WELCOME TO THUNDERMIST
Thundermist Health Center is a community health center that has been serving Woonsocket, West Warwick, and South County for more than 55 years.
Thundermist Health Center is a nonprofit, federally qualified community health center. Founded more than 55 years ago, we now serve more than 63,000 patients—or 1 in 18 Rhode Islanders.
In 1969, a few dedicated individuals realized Woonsocket needed a place to provide quality healthcare to the people who need it most. What started with a handful of individuals volunteering their time out of a public housing complex became a full-fledged health center just few years later and continued to evolve to meet the needs of the community.

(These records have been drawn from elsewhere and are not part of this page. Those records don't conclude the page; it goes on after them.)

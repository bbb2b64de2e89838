//! CLI commands implementation

use anyhow::{bail, Context, Result};
use siteproxy_core::{ProxyConfig, SiteDescriptor, SiteRegistry, SiteStatus};
use siteproxy_monitor::SiteMonitor;
use std::fs::OpenOptions;
use std::io::{ErrorKind, Write};
use std::path::Path;

/// API client for communicating with the daemon
pub struct ApiClient {
    base_url: String,
    client: reqwest::Client,
}

impl ApiClient {
    pub fn new(base_url: &str) -> Self {
        Self {
            base_url: base_url.trim_end_matches('/').to_string(),
            client: reqwest::Client::new(),
        }
    }

    pub fn url(&self, path: &str) -> String {
        format!("{}{}", self.base_url, path)
    }
}

/// List configured sites
pub fn list(config: &ProxyConfig, wide: bool) -> Result<()> {
    let registry = SiteRegistry::from_config(config)?;

    if registry.is_empty() {
        println!("No sites configured");
        return Ok(());
    }

    if wide {
        println!(
            "{:<24} {:<20} {:<8} {:<40} {}",
            "NAME", "LOCATION", "WEIGHT", "HTTP", "SSH"
        );
        println!("{}", "-".repeat(120));
        for site in registry.iter() {
            println!(
                "{:<24} {:<20} {:<8.1} {:<40} {}",
                site.name,
                site.location,
                configured_weight(site),
                site.url,
                site.ssh_url()
            );
        }
    } else {
        for site in registry.iter() {
            println!("{}", site_line(site));
        }
    }

    Ok(())
}

/// Probe every site and report the best one
pub async fn query(config: &ProxyConfig, output: Option<&Path>, wide: bool) -> Result<()> {
    if let Some(path) = output {
        check_output_path(path)?;
    }

    let registry = SiteRegistry::from_config(config)?;
    let monitor = SiteMonitor::with_ssh(registry, &config.monitor);

    let site = monitor
        .get_available_site()
        .await
        .context("failed to get site")?;

    let text = if wide {
        print_status_table(std::slice::from_ref(&site));
        status_pairs(&site)
    } else {
        let line = query_line(&site);
        println!("{}", line);
        line
    };

    if let Some(path) = output {
        write_output(path, &site, &text)?;
    }

    Ok(())
}

/// Show the daemon's status table
pub async fn sites(client: &ApiClient) -> Result<()> {
    let response = client.client.get(client.url("/api/sites")).send().await?;

    if response.status().is_success() {
        let sites: Vec<SiteStatus> = response.json().await?;
        if sites.is_empty() {
            println!("No sites found");
        } else {
            print_status_table(&sites);
        }
    } else {
        let error = response.text().await?;
        bail!("Failed to list sites: {}", error);
    }

    Ok(())
}

fn site_line(site: &SiteDescriptor) -> String {
    format!(
        "NAME:{}, LOCATION:{}, WEIGHT:{:.1}, HTTP:{}",
        site.name,
        site.location,
        configured_weight(site),
        site.url
    )
}

/// Weight as written in the config; unset prints as 0.0
fn configured_weight(site: &SiteDescriptor) -> f64 {
    site.weight.unwrap_or(0.0)
}

fn query_line(site: &SiteStatus) -> String {
    format!(
        "NAME:{}, URL:{}, CONNECTIONS:{}, QUEUESIZE:{}",
        site.name, site.url, site.connections, site.queue_size
    )
}

fn last_check(site: &SiteStatus) -> String {
    site.last_check
        .map(|t| t.to_rfc3339())
        .unwrap_or_else(|| "-".to_string())
}

/// `KEY:value` pairs for every field of a status
fn status_pairs(site: &SiteStatus) -> String {
    [
        ("NAME", site.name.clone()),
        ("URL", site.url.clone()),
        ("HOST", site.host.clone()),
        ("HEALTHY", site.healthy.to_string()),
        ("RESPONSETIME", format!("{}ms", site.response_time)),
        ("CONNECTIONS", site.connections.to_string()),
        ("QUEUESIZE", site.queue_size.to_string()),
        ("SCORE", site.score.to_string()),
        ("LASTCHECK", last_check(site)),
        ("ERROR", site.error.clone()),
    ]
    .iter()
    .map(|(key, value)| format!("{}:{}", key, value))
    .collect::<Vec<_>>()
    .join(", ")
}

fn print_status_table(sites: &[SiteStatus]) {
    println!(
        "{:<24} {:<8} {:<10} {:<12} {:<10} {:<10} {:<26} {}",
        "NAME", "HEALTHY", "RESPONSE", "CONNECTIONS", "QUEUE", "SCORE", "LASTCHECK", "ERROR"
    );
    println!("{}", "-".repeat(120));
    for site in sites {
        println!(
            "{:<24} {:<8} {:<10} {:<12} {:<10} {:<10} {:<26} {}",
            site.name,
            site.healthy,
            format!("{}ms", site.response_time),
            site.connections,
            site.queue_size,
            site.score,
            last_check(site),
            site.error
        );
    }
}

fn check_output_path(path: &Path) -> Result<()> {
    if path.exists() {
        bail!("output file {} already exists", path.display());
    }
    match path.extension().and_then(|e| e.to_str()) {
        Some("json") | Some("txt") => Ok(()),
        _ => bail!("invalid file extension: {} (expected .json or .txt)", path.display()),
    }
}

fn write_output(path: &Path, site: &SiteStatus, text: &str) -> Result<()> {
    let content = match path.extension().and_then(|e| e.to_str()) {
        Some("json") => serde_json::to_string_pretty(site)?,
        Some("txt") => format!("{}\n", text),
        _ => bail!("invalid file extension: {} (expected .json or .txt)", path.display()),
    };

    // create_new fails if the file appeared after the up-front check
    let mut file = match OpenOptions::new().write(true).create_new(true).open(path) {
        Ok(file) => file,
        Err(e) if e.kind() == ErrorKind::AlreadyExists => {
            bail!("output file {} already exists", path.display())
        }
        Err(e) => {
            return Err(e).with_context(|| format!("failed to create {}", path.display()))
        }
    };

    file.write_all(content.as_bytes())
        .with_context(|| format!("failed to write {}", path.display()))?;

    Ok(())
}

Over the last two-plus decades, Thundermist has continued to grow and innovate to meet the needs of the communities we serve. Here are some of our highlights and milestones:
- 2001: Thundermist merges with the Health Center of South County.
- 2005: We renovate an old warehouse in Woonsocket into a flagship health center.
- 2011: Thundermist opens the state’s first health center site fully designed as a patient-centered medical home, converting an old mill building in West Warwick. We become the first Rhode Island community health center to achieve patient-centered medical home accreditation from the National Committee for Quality Assurance.
- 2015: We open our newest facility in Wakefield, which expands capacity to serve area medical, dental, and behavioral health patients by more than 30%.
- 2017-18: Woonsocket and West Warwick facilities expand to serve more patients.
- 2020-21: During the height of the COVID-19 pandemic, we played an instrumental role in responding to our patients’ needs, including setting up drive-through respiratory clinics and spearheading vaccination efforts for low-income and underserved communities.
- 2022: We acquire South County Pediatrics and expand services for children and families in that area.
- 2023: We transform a long-vacant building in the heart of West Warwick into a state-of-the-art dental clinic. The same year, we worked with partners throughout the state to launch an innovative medical respite program that provides unhoused individuals with housing and support services so they can recover from surgery.
- 2025: We launch a mobile care unit (known as “Rolling Thunder”) to bring medical and behavioral health services to some of the hardest-to-reach patients at community partner locations across the state.